[Intel-gfx] [PATCH v2 1/2] drm/i915: Dump error capture to kernel log
Belgaumkar, Vinay
vinay.belgaumkar at intel.com
Tue May 16 19:17:08 UTC 2023
On 4/18/2023 11:17 AM, John.C.Harrison at Intel.com wrote:
> From: John Harrison <John.C.Harrison at Intel.com>
>
> This is useful for getting debug information out in certain
> situations, such as failing kernel selftests and CI runs that don't
> log error captures. It is especially useful for things like retrieving
> GuC logs as GuC operation can't be tracked by adding printk or ftrace
> entries.
>
> v2: Add CONFIG_DRM_I915_DEBUG_GEM wrapper (review feedback by Rodrigo).
Do the CI sparse warnings hold water? With that looked at,
LGTM,
Reviewed-by: Vinay Belgaumkar <vinay.belgaumkar at intel.com>
>
> Signed-off-by: John Harrison <John.C.Harrison at Intel.com>
> ---
> drivers/gpu/drm/i915/i915_gpu_error.c | 132 ++++++++++++++++++++++++++
> drivers/gpu/drm/i915/i915_gpu_error.h | 10 ++
> 2 files changed, 142 insertions(+)
>
> diff --git a/drivers/gpu/drm/i915/i915_gpu_error.c b/drivers/gpu/drm/i915/i915_gpu_error.c
> index f020c0086fbcd..03d62c250c465 100644
> --- a/drivers/gpu/drm/i915/i915_gpu_error.c
> +++ b/drivers/gpu/drm/i915/i915_gpu_error.c
> @@ -2219,3 +2219,135 @@ void i915_disable_error_state(struct drm_i915_private *i915, int err)
> i915->gpu_error.first_error = ERR_PTR(err);
> spin_unlock_irq(&i915->gpu_error.lock);
> }
> +
> +#if IS_ENABLED(CONFIG_DRM_I915_DEBUG_GEM)

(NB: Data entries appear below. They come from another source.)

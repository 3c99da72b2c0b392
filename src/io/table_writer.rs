//! Interface table and segment exports.

use std::collections::BTreeSet;
use std::fs::File;
use std::io::{BufWriter, Write};
use std::path::{Path, PathBuf};

use geo_types::LineString;
use tracing::info;
use wkt::ToWkt;

use crate::config::{InterfaceParams, Sentinels};
use crate::error::{InterfaceError, Result};
use crate::geometry::PartPacking;
use crate::operations::{InterfaceRow, Segment};
use crate::pipeline::InterfaceRun;

/// Column set of the exported interface table.
#[derive(Debug, Clone, Copy, PartialEq, Eq, Default)]
pub enum TableSchema {
    /// The nine columns read by the existing map styling.
    #[default]
    Compatible,
    /// Adds features, azimuths, lengths, segment numbers and echoed attributes.
    Extended,
}

const COMPATIBLE_COLUMNS: [&str; 9] = [
    "x", "y", "vert_type", "linkL", "linkR", "idx_vert_u", "idx_part_u", "interface", "d",
];

const EXTENDED_COLUMNS: [&str; 10] = [
    "idx_feat_u",
    "idx_feat_f",
    "dist_feat_f",
    "az",
    "iF",
    "lengthL",
    "lengthR",
    "azimuthL",
    "azimuthR",
    "segment",
];

/// Paths written by [`write_run`].
#[derive(Debug, Clone, PartialEq, Eq)]
pub struct RunOutputs {
    pub table: PathBuf,
    pub lines: PathBuf,
}

/// Writes the interface table as CSV.
///
/// Missing values are written as the `neg_value` sentinel, as is a `d`
/// still at `pos_value`. Booleans are written as `1`/`0`.
///
/// # Errors
///
/// Propagates write errors from `out`.
pub fn write_interface_table<W: Write>(
    mut out: W,
    rows: &[InterfaceRow],
    packing: &PartPacking,
    sentinels: &Sentinels,
    schema: TableSchema,
) -> std::io::Result<()> {
    let extras: BTreeSet<&str> = match schema {
        TableSchema::Compatible => BTreeSet::new(),
        TableSchema::Extended => rows
            .iter()
            .flat_map(|r| r.extra.keys().map(String::as_str))
            .collect(),
    };

    let mut header: Vec<&str> = COMPATIBLE_COLUMNS.to_vec();
    if schema == TableSchema::Extended {
        header.extend(EXTENDED_COLUMNS);
        header.extend(extras.iter().copied());
    }
    writeln!(out, "{}", header.iter().map(|h| csv_field(h)).collect::<Vec<_>>().join(","))?;

    let missing = sentinels.neg_value.to_string();
    let number = |v: Option<f64>| -> String {
        match v {
            Some(x) if x.is_finite() => x.to_string(),
            _ => missing.clone(),
        }
    };
    // A distance still at the ceiling means the vertex was never exposed.
    let exposure = |v: Option<f64>| -> String {
        number(v.filter(|x| (x - sentinels.pos_value).abs() > f64::EPSILON))
    };
    let id = |v: Option<u32>| -> String { v.map_or_else(|| missing.clone(), |x| x.to_string()) };

    for row in rows {
        let mut fields = vec![
            row.point.x.to_string(),
            row.point.y.to_string(),
            row.vert_type.to_string(),
            flag(row.link_next),
            flag(row.link_prev),
            row.vertex_id.to_string(),
            packing.pack(&row.part).to_string(),
            flag(row.is_interface),
            exposure(row.distance),
        ];
        if schema == TableSchema::Extended {
            fields.extend([
                row.feature_id.to_string(),
                id(row.nearest_feature),
                number(row.nearest_distance),
                number(row.azimuth),
                id(row.exposing_feature),
                number(row.length_next),
                number(row.length_prev),
                number(row.azimuth_next),
                number(row.azimuth_prev),
                id(row.segment),
            ]);
            fields.extend(
                extras
                    .iter()
                    .map(|key| row.extra.get(*key).map_or_else(String::new, |v| csv_field(v))),
            );
        }
        writeln!(out, "{}", fields.join(","))?;
    }
    Ok(())
}

/// Writes segments as `type<TAB>LINESTRING` rows.
///
/// # Errors
///
/// Propagates write errors from `out`.
pub fn write_segments<W: Write>(mut out: W, segments: &[Segment]) -> std::io::Result<()> {
    writeln!(out, "type\twkt")?;
    for segment in segments {
        let line: LineString<f64> = segment.points.iter().map(|p| (p.x, p.y)).collect();
        writeln!(out, "{}\t{}", segment.vert_type, line.wkt_string())?;
    }
    Ok(())
}

/// Writes `<stem>.csv` and `<stem>_lines.tsv` into `dir`.
///
/// # Errors
///
/// Returns an I/O error naming the file that could not be written.
pub fn write_run(
    dir: &Path,
    stem: &str,
    run: &InterfaceRun,
    params: &InterfaceParams,
    schema: TableSchema,
) -> Result<RunOutputs> {
    let table = dir.join(format!("{stem}.csv"));
    let lines = dir.join(format!("{stem}_lines.tsv"));

    let packing = run.urban.part_packing();
    write_file(&table, |out| {
        write_interface_table(out, &run.table, &packing, &params.sentinels, schema)
    })?;
    write_file(&lines, |out| write_segments(out, &run.segments))?;

    info!(
        table = %table.display(),
        lines = %lines.display(),
        rows = run.table.len(),
        segments = run.segments.len(),
        "wrote run outputs"
    );
    Ok(RunOutputs { table, lines })
}

fn write_file(
    path: &Path,
    body: impl FnOnce(&mut BufWriter<File>) -> std::io::Result<()>,
) -> Result<()> {
    let file = File::create(path).map_err(|e| InterfaceError::io(path, e))?;
    let mut writer = BufWriter::new(file);
    body(&mut writer)
        .and_then(|()| writer.flush())
        .map_err(|e| InterfaceError::io(path, e))
}

fn flag(value: bool) -> String {
    String::from(if value { "1" } else { "0" })
}

/// Quotes a CSV field when it contains a separator, quote or line break.
fn csv_field(value: &str) -> String {
    if value.contains([',', '"', '\n', '\r']) {
        format!("\"{}\"", value.replace('"', "\"\""))
    } else {
        value.to_owned()
    }
}
//! The shielding predicate: does urban vertex W block the line of sight
//! from urban vertex V to flammable point F?

use tracing::trace;

use crate::config::InterfaceParams;
use crate::math::angle_2d::normal_deviation_deg;
use crate::math::Point2;

use super::ring::VertexTriplet;

/// A candidate protector and the two boundary points adjacent to it.
#[derive(Debug, Clone, Copy)]
pub struct Shield {
    pub point: Point2,
    pub prev: Point2,
    pub next: Point2,
}

impl From<&VertexTriplet> for Shield {
    fn from(t: &VertexTriplet) -> Self {
        Self {
            point: t.point,
            prev: t.prev,
            next: t.next,
        }
    }
}

/// Outcome of every rule for one `(V, F, W)` evaluation.
#[derive(Debug, Clone, Copy, PartialEq, Eq)]
pub struct DecisionTrace {
    /// Both legs lie within the search radius.
    pub reach: bool,
    /// `|VW| + |WF|` stays within the triangle threshold of `|VF|`.
    pub triangle: bool,
    /// Neither leg is a sliver of the V-W-F perimeter.
    pub legs: bool,
    /// A wall at W faces the sightline closely enough.
    pub angle: bool,
}

impl DecisionTrace {
    #[must_use]
    pub fn shields(&self) -> bool {
        self.reach && self.triangle && self.legs && self.angle
    }
}

/// Thresholds of the shielding predicate.
///
/// Any NaN reaching a rule makes that rule fail, so missing ring neighbours
/// or sentinel coordinates never shield.
#[derive(Debug, Clone, Copy)]
pub struct ProtectionTest {
    pub min_leg_fraction: f64,
    pub max_distance: f64,
    pub triangle_threshold: f64,
    pub angle_threshold_deg: f64,
    pub epsilon: f64,
    pub log_decisions: bool,
}

impl ProtectionTest {
    #[must_use]
    pub fn from_params(params: &InterfaceParams) -> Self {
        Self {
            min_leg_fraction: params.min_leg_fraction,
            max_distance: params.search_radius,
            triangle_threshold: params.triangle_threshold,
            angle_threshold_deg: params.angle_threshold_deg,
            epsilon: params.sentinels.small_n,
            log_decisions: params.log_decisions,
        }
    }

    /// Evaluates every rule for protector `w` between `v` and `f`.
    #[must_use]
    pub fn evaluate(&self, v: &Point2, f: &Point2, w: &Shield) -> DecisionTrace {
        let vw = nalgebra::distance(v, &w.point);
        let wf = nalgebra::distance(&w.point, f);
        let vf = nalgebra::distance(v, f);

        let reach = vw <= self.max_distance && wf <= self.max_distance;
        let triangle = vf > self.epsilon && vw + wf <= self.triangle_threshold * vf + self.epsilon;
        let legs = vw.min(wf) >= self.min_leg_fraction * (vw + wf + vf);

        let sight = f - v;
        let deviation_prev = normal_deviation_deg(&(w.point - w.prev), &sight);
        let deviation_next = normal_deviation_deg(&(w.next - w.point), &sight);
        let angle = !deviation_prev.is_nan()
            && !deviation_next.is_nan()
            && deviation_prev.min(deviation_next) <= self.angle_threshold_deg;

        DecisionTrace {
            reach,
            triangle,
            legs,
            angle,
        }
    }

    /// Returns `true` if `w` shields `v` from `f`.
    #[must_use]
    pub fn decide(&self, v: &Point2, f: &Point2, w: &Shield) -> bool {
        let result = self.evaluate(v, f, w);
        if self.log_decisions {
            trace!(
                vx = v.x,
                vy = v.y,
                fx = f.x,
                fy = f.y,
                wx = w.point.x,
                wy = w.point.y,
                reach = result.reach,
                triangle = result.triangle,
                legs = result.legs,
                angle = result.angle,
                "protection decision"
            );
        }
        result.shields()
    }
}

> +void intel_klog_error_capture(struct intel_gt *gt,
> + intel_engine_mask_t engine_mask)
> +{
> + static int g_count;
> + struct drm_i915_private *i915 = gt->i915;
> + struct i915_gpu_coredump *error;
> + intel_wakeref_t wakeref;
> + size_t buf_size = PAGE_SIZE * 128;
> + size_t pos_err;
> + char *buf, *ptr, *next;
> + int l_count = g_count++;
> + int line = 0;
> +
> + /* Can't allocate memory during a reset */
> + if (test_bit(I915_RESET_BACKOFF, >->reset.flags)) {
> + drm_err(>->i915->drm, "[Capture/%d.%d] Inside GT reset, skipping error capture :(\n",
> + l_count, line++);
> + return;
> + }
> +
> + error = READ_ONCE(i915->gpu_error.first_error);
> + if (error) {
> + drm_err(&i915->drm, "[Capture/%d.%d] Clearing existing error capture first...\n",
> + l_count, line++);
> + i915_reset_error_state(i915);
> + }
> +
> + with_intel_runtime_pm(&i915->runtime_pm, wakeref)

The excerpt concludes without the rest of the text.